El Alfa Gregor estaba en la puerta, su rostro torcido por el disgusto. Detrás de él, Damian evitaba mirarme; el cobarde.
—Tienes hasta el amanecer para abandonar el territorio de la manada —dijo Gregor con frialdad—. Si sigues aquí cuando salga el sol, te ejecutaré por la vergüenza que le has causado a mi hijo.
Quería gritar que no había hecho nada malo, que el vínculo no era mi elección, que su hijo era quien me había humillado frente a todos.
Pero hacía mucho que aprendí que discutir con los Alfas solo empeoraba las cosas.
—Sí, Alfa —susurré.
La puerta se cerró de golpe, dejándome sola en la oscuridad.
No tenía dinero, ni provisiones, ni a dónde ir. Las manadas vecinas no aceptarían a una Omega rechazada; me matarían como a una renegada… o algo peor. Pero quedarme significaba morir al amanecer.
El extraño calor en mi pecho latía suavemente, como un corazón que no era mío. Presioné mi mano contra mi esternón y sentí cómo respondía a mi toque.
¿Qué me estaba pasando?
Un golpe suave en la puerta me tensó. Se abrió apenas y apareció el rostro preocupado de Mira; mi única amiga en este infierno.

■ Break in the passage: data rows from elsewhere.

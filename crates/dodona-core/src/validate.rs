use dodona_types::{Dataset, RegionId, SourceReference, VowelCategory};
use serde::Serialize;
use std::collections::HashSet;
use std::fmt;

/// A broken cross-table invariant in the dataset.
#[derive(Debug, Clone, PartialEq, Eq, Serialize)]
#[serde(tag = "kind", rename_all = "snake_case")]
pub enum ValidationIssue {
    DuplicateRegion {
        region: RegionId,
    },
    CertaintyMismatch {
        region: RegionId,
        count: u32,
        certainty_total: u32,
    },
    ChronologyMismatch {
        region: RegionId,
        count: u32,
        chronology_total: u32,
    },
    RegionTotalMismatch {
        expected: u32,
        actual: u32,
    },
    MissingVowelCategory {
        category: VowelCategory,
    },
    VowelCountMismatch {
        category: VowelCategory,
        count: u32,
        references: usize,
    },
    VowelTotalMismatch {
        expected: u32,
        actual: u32,
    },
    UnlistedReference {
        citation: String,
        category: VowelCategory,
    },
    MissingExample {
        citation: String,
        category: VowelCategory,
    },
    DialectTotalMismatch {
        expected: u32,
        actual: u32,
    },
    HighlightedDialectMismatch {
        expected: u32,
        actual: u32,
    },
    AlphabetTotalMismatch {
        expected: u32,
        actual: u32,
    },
    DuplicateDistrict {
        region: RegionId,
    },
}

impl ValidationIssue {
    /// Stable snake_case name of the issue, as used in JSON output.
    pub fn kind(&self) -> &'static str {
        match self {
            ValidationIssue::DuplicateRegion { .. } => "duplicate_region",
            ValidationIssue::CertaintyMismatch { .. } => "certainty_mismatch",
            ValidationIssue::ChronologyMismatch { .. } => "chronology_mismatch",
            ValidationIssue::RegionTotalMismatch { .. } => "region_total_mismatch",
            ValidationIssue::MissingVowelCategory { .. } => "missing_vowel_category",
            ValidationIssue::VowelCountMismatch { .. } => "vowel_count_mismatch",
            ValidationIssue::VowelTotalMismatch { .. } => "vowel_total_mismatch",
            ValidationIssue::UnlistedReference { .. } => "unlisted_reference",
            ValidationIssue::MissingExample { .. } => "missing_example",
            ValidationIssue::DialectTotalMismatch { .. } => "dialect_total_mismatch",
            ValidationIssue::HighlightedDialectMismatch { .. } => "highlighted_dialect_mismatch",
            ValidationIssue::AlphabetTotalMismatch { .. } => "alphabet_total_mismatch",
            ValidationIssue::DuplicateDistrict { .. } => "duplicate_district",
        }
    }
}

impl fmt::Display for ValidationIssue {
    fn fmt(&self, f: &mut fmt::Formatter<'_>) -> fmt::Result {
        match self {
            ValidationIssue::DuplicateRegion { region } => {
                write!(f, "region '{}' is listed more than once", region)
            }
            ValidationIssue::CertaintyMismatch {
                region,
                count,
                certainty_total,
            } => write!(
                f,
                "region '{}': count {} but certain+uncertain+name-only = {}",
                region, count, certainty_total
            ),
            ValidationIssue::ChronologyMismatch {
                region,
                count,
                chronology_total,
            } => write!(
                f,
                "region '{}': count {} but period V+transition+undated = {}",
                region, count, chronology_total
            ),
            ValidationIssue::RegionTotalMismatch { expected, actual } => write!(
                f,
                "region counts sum to {} but the Thessalian total is {}",
                actual, expected
            ),
            ValidationIssue::MissingVowelCategory { category } => {
                write!(f, "vowel notation category {} is missing", category)
            }
            ValidationIssue::VowelCountMismatch {
                category,
                count,
                references,
            } => write!(
                f,
                "vowel category {}: count {} but {} source references",
                category, count, references
            ),
            ValidationIssue::VowelTotalMismatch { expected, actual } => write!(
                f,
                "vowel categories sum to {} but {} inscriptions carry vowel evidence",
                actual, expected
            ),
            ValidationIssue::UnlistedReference { citation, category } => write!(
                f,
                "{} is in the inscription table (category {}) but not in that category's references",
                citation, category
            ),
            ValidationIssue::MissingExample { citation, category } => write!(
                f,
                "{} is referenced by category {} but has no inscription table row",
                citation, category
            ),
            ValidationIssue::DialectTotalMismatch { expected, actual } => write!(
                f,
                "dialect groups sum to {} but {} inscriptions are dialect-classified",
                actual, expected
            ),
            ValidationIssue::HighlightedDialectMismatch { expected, actual } => write!(
                f,
                "highlighted dialect group has {} inscriptions, expected {}",
                actual, expected
            ),
            ValidationIssue::AlphabetTotalMismatch { expected, actual } => write!(
                f,
                "alphabet groups sum to {} but the Thessalian total is {}",
                actual, expected
            ),
            ValidationIssue::DuplicateDistrict { region } => {
                write!(f, "map district '{}' is drawn more than once", region)
            }
        }
    }
}

#[derive(Debug, Clone, Default, PartialEq, Eq, Serialize)]
pub struct ValidationReport {
    pub issues: Vec<ValidationIssue>,
}

impl ValidationReport {
    pub fn is_valid(&self) -> bool {
        self.issues.is_empty()
    }
}

/// Check the invariants the tables are expected to satisfy.
///
/// Never fails; every broken invariant becomes one issue in the report.
pub fn validate(data: &Dataset) -> ValidationReport {
    let mut issues = Vec::new();

    check_regions(data, &mut issues);
    check_vowels(data, &mut issues);
    check_series(data, &mut issues);

    ValidationReport { issues }
}

fn check_regions(data: &Dataset, issues: &mut Vec<ValidationIssue>) {
    let mut seen = HashSet::new();
    for region in &data.regions {
        if !seen.insert(region.id) {
            issues.push(ValidationIssue::DuplicateRegion { region: region.id });
        }
        if region.certainty_total() != region.count {
            issues.push(ValidationIssue::CertaintyMismatch {
                region: region.id,
                count: region.count,
                certainty_total: region.certainty_total(),
            });
        }
        if region.chronology_total() != region.count {
            issues.push(ValidationIssue::ChronologyMismatch {
                region: region.id,
                count: region.count,
                chronology_total: region.chronology_total(),
            });
        }
    }

    let actual: u32 = data.regions.iter().map(|r| r.count).sum();
    if actual != data.totals.thessalian {
        issues.push(ValidationIssue::RegionTotalMismatch {
            expected: data.totals.thessalian,
            actual,
        });
    }

    let mut drawn = HashSet::new();
    for district in &data.districts {
        if !drawn.insert(district.id) {
            issues.push(ValidationIssue::DuplicateDistrict {
                region: district.id,
            });
        }
    }
}

fn check_vowels(data: &Dataset, issues: &mut Vec<ValidationIssue>) {
    for category in VowelCategory::ALL {
        if data.vowel_category(category).is_none() {
            issues.push(ValidationIssue::MissingVowelCategory { category });
        }
    }

    for category in &data.vowel_categories {
        if category.count as usize != category.source_references.len() {
            issues.push(ValidationIssue::VowelCountMismatch {
                category: category.category,
                count: category.count,
                references: category.source_references.len(),
            });
        }
    }

    let actual: u32 = data.vowel_categories.iter().map(|c| c.count).sum();
    if actual != data.totals.vowel_evidence {
        issues.push(ValidationIssue::VowelTotalMismatch {
            expected: data.totals.vowel_evidence,
            actual,
        });
    }

    let listed: HashSet<(VowelCategory, SourceReference)> = data
        .vowel_categories
        .iter()
        .flat_map(|c| c.source_references.iter().map(|r| (c.category, *r)))
        .collect();
    let tabled: HashSet<(VowelCategory, SourceReference)> = data
        .inscriptions
        .iter()
        .map(|e| (e.category, e.source_reference))
        .collect();

    for example in &data.inscriptions {
        if !listed.contains(&(example.category, example.source_reference)) {
            issues.push(ValidationIssue::UnlistedReference {
                citation: example.source_reference.citation(),
                category: example.category,
            });
        }
    }
    for category in &data.vowel_categories {
        for reference in &category.source_references {
            if !tabled.contains(&(category.category, *reference)) {
                issues.push(ValidationIssue::MissingExample {
                    citation: reference.citation(),
                    category: category.category,
                });
            }
        }
    }
}

fn check_series(data: &Dataset, issues: &mut Vec<ValidationIssue>) {
    let dialects: u32 = data.dialects.iter().map(|d| d.inscription_count).sum();
    if dialects != data.totals.dialect_classified {
        issues.push(ValidationIssue::DialectTotalMismatch {
            expected: data.totals.dialect_classified,
            actual: dialects,
        });
    }

    let highlighted: u32 = data
        .dialects
        .iter()
        .filter(|d| d.highlighted)
        .map(|d| d.inscription_count)
        .sum();
    if highlighted != data.totals.thessalian {
        issues.push(ValidationIssue::HighlightedDialectMismatch {
            expected: data.totals.thessalian,
            actual: highlighted,
        });
    }

    let alphabets: u32 = data.alphabets.iter().map(|a| a.inscription_count).sum();
    if alphabets != data.totals.thessalian {
        issues.push(ValidationIssue::AlphabetTotalMismatch {
            expected: data.totals.thessalian,
            actual: alphabets,
        });
    }
}

#[cfg(test)]
mod tests {
    use super::*;
    use crate::dataset;

    #[test]
    fn test_compiled_dataset_is_valid() {
        let report = validate(dataset());
        assert!(report.is_valid(), "unexpected issues: {:?}", report.issues);
    }

    #[test]
    fn test_detects_certainty_mismatch() {
        let mut data = dataset().clone();
        data.regions[1].uncertain_count += 1;

        let report = validate(&data);
        assert!(report.issues.contains(&ValidationIssue::CertaintyMismatch {
            region: RegionId::Pelasgiotis,
            count: 11,
            certainty_total: 12,
        }));
    }

    #[test]
    fn test_detects_region_total_mismatch() {
        let mut data = dataset().clone();
        data.regions.pop();

        let report = validate(&data);
        assert!(report.issues.contains(&ValidationIssue::RegionTotalMismatch {
            expected: 81,
            actual: 76,
        }));
    }

    #[test]
    fn test_detects_vowel_listing_drift() {
        let mut data = dataset().clone();
        data.vowel_categories[1].source_references[8] = SourceReference::lhote("80");

        let report = validate(&data);
        assert!(report.issues.contains(&ValidationIssue::UnlistedReference {
            citation: "I. Dodone Lhôte 80A".to_string(),
            category: VowelCategory::Mixed,
        }));
        assert!(report.issues.contains(&ValidationIssue::MissingExample {
            citation: "I. Dodone Lhôte 80".to_string(),
            category: VowelCategory::Mixed,
        }));
    }

    #[test]
    fn test_detects_missing_category() {
        let mut data = dataset().clone();
        data.vowel_categories.retain(|c| c.category != VowelCategory::EtaOmega);

        let report = validate(&data);
        assert!(report.issues.contains(&ValidationIssue::MissingVowelCategory {
            category: VowelCategory::EtaOmega,
        }));
        assert!(report.issues.contains(&ValidationIssue::VowelTotalMismatch {
            expected: 19,
            actual: 15,
        }));
    }

    #[test]
    fn test_issue_messages_are_readable() {
        let issue = ValidationIssue::ChronologyMismatch {
            region: RegionId::Histiaiotis,
            count: 8,
            chronology_total: 7,
        };
        assert_eq!(
            issue.to_string(),
            "region 'histiaiotis': count 8 but period V+transition+undated = 7"
        );
    }

    #[test]
    fn test_kind_matches_json_tag() {
        let issue = ValidationIssue::DuplicateDistrict {
            region: RegionId::Phthiotis,
        };
        let json = serde_json::to_value(&issue).unwrap();
        assert_eq!(json["kind"], issue.kind());
    }
}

—Aria —susurró con urgencia, metiendo una pequeña mochila en mis manos—. Provisiones. Comida, agua, una manta. No es mucho…
—No deberías estar aquí —dije, aunque la gratitud me inundaba—. Si te atrapan—
—No me importa —me sujetó por los hombros—. Escucha. Selene envió a dos Betas tras de ti. No van a escoltarte fuera, Aria. Van a matarte.
La sangre se me heló.
—Vete —me urgió—. Corre. Ahora. Y no mires atrás.
La abracé rápido y tomé lo poco que tenía: la mochila, el collar de mi madre, la ropa puesta. Dieciocho años de vida… y todo cabía en una bolsa pequeña.
Salí por la entrada de servicio y corrí hacia la frontera.
Avancé quizá medio kilómetro antes de oírlos; pasos, voces masculinas, cada vez más cerca.
El terror me dio velocidad, pero estaba débil por el vínculo roto. Mis piernas temblaban. Cuando tropecé con una raíz, uno de ellos atrapó mi tobillo.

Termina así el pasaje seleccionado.